From Server (Response Headers)

  • Access-Control-Allow-Origin: Which origins can access
  • Access-Control-Allow-Methods: Allowed HTTP methods
  • Access-Control-Allow-Headers: Allowed request headers
  • Access-Control-Max-Age: Cache preflight response (seconds)
  • Access-Control-Allow-Credentials: Allow cookies/auth

From Browser (Request Headers)

  • Origin: The origin making the request
  • Access-Control-Request-Method: Method the request will use
  • Access-Control-Request-Headers: Headers the request will include

Fixing CORS Errors

1. Allow Specific Origin

# Server-side (Express.js)
app.use((req, res, next) => {
  res.setHeader('Access-Control-Allow-Origin', 'https://myapp.com');
  res.setHeader('Access-Control-Allow-Methods', 'GET, POST, OPTIONS');
  res.setHeader('Access-Control-Allow-Headers', 'Content-Type');
  next();
});

2. Allow All Origins (Development Only)

res.setHeader('Access-Control-Allow-Origin', '*');

⚠️ WARNING: Never use `*` in production. Any website can access your API.

3. Using Middleware

Node.js with CORS Package

const cors = require('cors');
const whitelist = ['https://myapp.com', 'https://example.com'];
app.use(cors({
  origin: whitelist,
  credentials: true
}));

Python/Flask

from flask_cors import CORS
CORS(app, resources={r"/api/*": {"origins": ["https://myapp.com"]}})

PHP

header('Access-Control-Allow-Origin: https://myapp.com');
header('Access-Control-Allow-Methods: GET, POST, OPTIONS');
header('Access-Control-Allow-Headers: Content-Type');

Testing CORS

Use our CORS Tester to validate cross-origin requests:

  1. Enter your API endpoint
  2. Specify origin to test from
  3. Select method and headers
  4. See if CORS allows it

Common CORS Mistakes

1. Allowing All Origins

`Access-Control-Allow-Origin: *` + credentials = security hole.

2. Forgetting to Allow Credentials

// Doesn't work: cookies aren't sent
fetch('https://api.example.com', {
  credentials: 'include'
});

Server needs:

Access-Control-Allow-Credentials: true

3. Not Handling Preflight (OPTIONS)

Server must respond to OPTIONS requests with 200. If it returns 404, CORS fails.

4. Wrong Origin Format

Use full URL: `https://example.com`, not `example.com` or `https://example.com/`

CORS Doesn't Exist in Real Browsers

CORS is a browser security feature.
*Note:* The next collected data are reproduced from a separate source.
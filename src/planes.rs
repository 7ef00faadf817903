//! Contains the PlaneMapper struct, which describes a relationship
//! between a rectangle on the integral plane with an origin at 0,0,
//! and a rectangle on the complex plane bounded by a Region.  Unlike
//! a general-purpose mapping, only the pixel-to-point direction is
//! needed: every pixel is sampled once, at its left-lower corner.
use num::Complex;

use error::FieldError;

/// The rectangle of the complex plane being sampled, treating the real
/// part as the x-component and the imaginary part as the y-component.
///
/// A Region can be built with any four numbers; `validate()` is what
/// enforces `x_min < x_max` and `y_min < y_max`.  The generator always
/// validates before it starts.
#[derive(Copy, Clone, Debug, PartialEq)]
pub struct Region {
    /// Left edge (smallest real part).
    pub x_min: f64,
    /// Right edge.  Never sampled exactly.
    pub x_max: f64,
    /// Lower edge (smallest imaginary part).
    pub y_min: f64,
    /// Upper edge.  Never sampled exactly.
    pub y_max: f64,
}

impl Region {
    /// Build a region from its four edges, unchecked.
    pub fn new(x_min: f64, x_max: f64, y_min: f64, y_max: f64) -> Region {
        Region {
            x_min,
            x_max,
            y_min,
            y_max,
        }
    }

    /// Build a region from its left-lower and right-upper corners.
    pub fn from_corners(leftlower: Complex<f64>, rightupper: Complex<f64>) -> Region {
        Region::new(leftlower.re, rightupper.re, leftlower.im, rightupper.im)
    }

    /// A square region of half-width `radius` around `center`.
    pub fn around(center: Complex<f64>, radius: f64) -> Region {
        Region::new(
            center.re - radius,
            center.re + radius,
            center.im - radius,
            center.im + radius,
        )
    }

    /// Check that every edge is finite and that neither range is empty
    /// or inverted.
    pub fn validate(&self) -> Result<(), FieldError> {
        let edges = [self.x_min, self.x_max, self.y_min, self.y_max];
        if edges.iter().any(|e| !e.is_finite()) {
            return Err(FieldError::NonFiniteBound);
        }
        if !(self.x_min < self.x_max) {
            return Err(FieldError::InvertedReal(self.x_min, self.x_max));
        }
        if !(self.y_min < self.y_max) {
            return Err(FieldError::InvertedImaginary(self.y_min, self.y_max));
        }
        Ok(())
    }

    /// Width of the real range.
    pub fn width(&self) -> f64 {
        self.x_max - self.x_min
    }

    /// Height of the imaginary range.
    pub fn height(&self) -> f64 {
        self.y_max - self.y_min
    }
}

/// Describes the column, row of a pixel.  Column runs with the real
/// axis, row with the imaginary axis.
#[derive(Copy, Clone, Debug, PartialEq)]
pub struct Pixel(pub usize, pub usize);

/// Contains the definitions of two planes: an integral cartesian plane
/// `width` by `height` pixels, and a region of the complex plane.  Maps
/// pixels in the first to points in the second.
#[derive(Debug)]
pub struct PlaneMapper {
    width: usize,
    height: usize,
    cells: usize,
    region: Region,
}

impl PlaneMapper {
    /// Constructor.  Takes the size of the integral plane and the
    /// region of the complex plane it is laid over.
    pub fn new(width: usize, height: usize, region: Region) -> Result<PlaneMapper, FieldError> {
        if width == 0 {
            return Err(FieldError::ZeroWidth);
        }
        if height == 0 {
            return Err(FieldError::ZeroHeight);
        }
        let cells = width
            .checked_mul(height)
            .ok_or(FieldError::TooLarge(width, height))?;
        region.validate()?;
        Ok(PlaneMapper {
            width,
            height,
            cells,
            region,
        })
    }

    /// Columns in the integral plane.
    pub fn width(&self) -> usize {
        self.width
    }

    /// Rows in the integral plane.
    pub fn height(&self) -> usize {
        self.height
    }

    /// The complex region being sampled.
    pub fn region(&self) -> &Region {
        &self.region
    }

    /// The total number of points in the integral grid.  Used to
    /// calculate memory needs.
    pub fn len(&self) -> usize {
        self.cells
    }

    /// Always false; construction refuses empty planes.
    pub fn is_empty(&self) -> bool {
        self.len() == 0
    }

    /// The real part sampled for a column.  The divisor is the width,
    /// not width - 1, so `x_max` itself is never reached.
    #[inline]
    pub fn column_to_re(&self, column: usize) -> f64 {
        self.region.x_min + (self.region.x_max - self.region.x_min) * (column as f64)
            / (self.width as f64)
    }

    /// The imaginary part sampled for a row.
    #[inline]
    pub fn row_to_im(&self, row: usize) -> f64 {
        self.region.y_min + (self.region.y_max - self.region.y_min) * (row as f64)
            / (self.height as f64)
    }

    /// Given a pixel on the integral cartesian plane, map that to a
    /// point on the complex cartesian plane.
    #[inline]
    pub fn pixel_to_point(&self, pixel: &Pixel) -> Complex<f64> {
        Complex::new(self.column_to_re(pixel.0), self.row_to_im(pixel.1))
    }
}

#[cfg(test)]
mod tests {
    use super::*;

    fn square() -> Region {
        Region::new(-2.0, 2.0, -2.0, 2.0)
    }

    #[test]
    fn planemapper_fails_on_bad_shape() {
        let pm = PlaneMapper::new(
            4,
            4,
            Region::from_corners(Complex::new(-1.0, 1.0), Complex::new(1.0, -1.0)),
        );
        assert_eq!(pm.unwrap_err(), FieldError::InvertedImaginary(1.0, -1.0));
        let pm = PlaneMapper::new(4, 4, Region::new(1.0, -1.0, -1.0, 1.0));
        assert_eq!(pm.unwrap_err(), FieldError::InvertedReal(1.0, -1.0));
    }

    #[test]
    fn planemapper_fails_on_degenerate_shape() {
        let pm = PlaneMapper::new(4, 4, Region::new(-0.5, -0.5, 0.0, 0.0));
        assert_eq!(pm.unwrap_err(), FieldError::InvertedReal(-0.5, -0.5));
    }

    #[test]
    fn planemapper_fails_on_empty_planes() {
        assert_eq!(PlaneMapper::new(0, 4, square()).unwrap_err(), FieldError::ZeroWidth);
        assert_eq!(PlaneMapper::new(4, 0, square()).unwrap_err(), FieldError::ZeroHeight);
    }

    #[test]
    fn planemapper_fails_on_unaddressable_planes() {
        let huge = ::std::usize::MAX;
        assert_eq!(
            PlaneMapper::new(huge, 2, square()).unwrap_err(),
            FieldError::TooLarge(huge, 2)
        );
        let pm = PlaneMapper::new(huge, 1, square()).unwrap();
        assert_eq!(pm.len(), huge);
    }

    #[test]
    fn planemapper_fails_on_non_finite_bounds() {
        let region = Region::new(::std::f64::NAN, 1.0, -1.0, 1.0);
        assert_eq!(region.validate().unwrap_err(), FieldError::NonFiniteBound);
        let region = Region::new(-1.0, 1.0, -1.0, ::std::f64::INFINITY);
        assert_eq!(region.validate().unwrap_err(), FieldError::NonFiniteBound);
    }

    #[test]
    fn planemapper_passes_on_good_shape() {
        let pm = PlaneMapper::new(4, 4, square()).unwrap();
        assert_eq!(pm.len(), 16);
        assert!(!pm.is_empty());
    }

    #[test]
    fn pixel_to_point_on_positive_planes() {
        let pm = PlaneMapper::new(5, 5, Region::new(0.0, 5.0, 0.0, 5.0)).unwrap();
        assert_eq!(pm.pixel_to_point(&Pixel(0, 0)), Complex::new(0.0, 0.0));
        assert_eq!(pm.pixel_to_point(&Pixel(2, 2)), Complex::new(2.0, 2.0));
        assert_eq!(pm.pixel_to_point(&Pixel(4, 4)), Complex::new(4.0, 4.0));
    }

    #[test]
    fn pixel_to_points_on_mixed_planes() {
        let pm = PlaneMapper::new(4, 4, square()).unwrap();
        assert_eq!(pm.pixel_to_point(&Pixel(2, 2)), Complex::new(0.0, 0.0));
        assert_eq!(pm.pixel_to_point(&Pixel(0, 0)), Complex::new(-2.0, -2.0));
        assert_eq!(pm.pixel_to_point(&Pixel(3, 1)), Complex::new(1.0, -1.0));
    }

    #[test]
    fn right_edge_is_never_sampled() {
        let pm = PlaneMapper::new(500, 500, Region::new(-2.5, 1.0, -1.5, 1.5)).unwrap();
        assert_eq!(pm.column_to_re(0), -2.5);
        let last = pm.column_to_re(499);
        assert_eq!(last, -2.5 + (1.0 - -2.5) * 499.0 / 500.0);
        assert!(last < 1.0);
        assert!(pm.row_to_im(499) < 1.5);
    }

    #[test]
    fn regions_built_around_a_center() {
        let r = Region::around(Complex::new(-0.5, 0.0), 1.5);
        assert_eq!(r, Region::new(-2.0, 1.0, -1.5, 1.5));
        assert_eq!(r.width(), 3.0);
        assert_eq!(r.height(), 3.0);
    }
}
Server-to-server requests don't have CORS issues:

// Browser request - CORS applies
fetch('https://api.example.com/data');

// Server-to-server - CORS doesn't apply
curl https://api.example.com/data

Troubleshooting CORS in DevTools

  1. Open DevTools (F12)
  2. Go to Network tab
  3. Find the failed request
  4. Check Response Headers for `Access-Control-Allow-Origin`
  5. If missing, server needs to add it

Pro Tips

  • Whitelist specific origins, not `*`
  • Test CORS before deployment
  • Cache preflight responses (higher Max-Age)
  • Use HTTPS in production (required for credentials)
  • Monitor CORS errors in logs

Conclusion

CORS isn't a bug — it's security. Once you understand the handshake, fixing CORS errors is straightforward. Whitelist your trusted origins, allow the right headers, and test thoroughly. Your API will be both secure and accessible.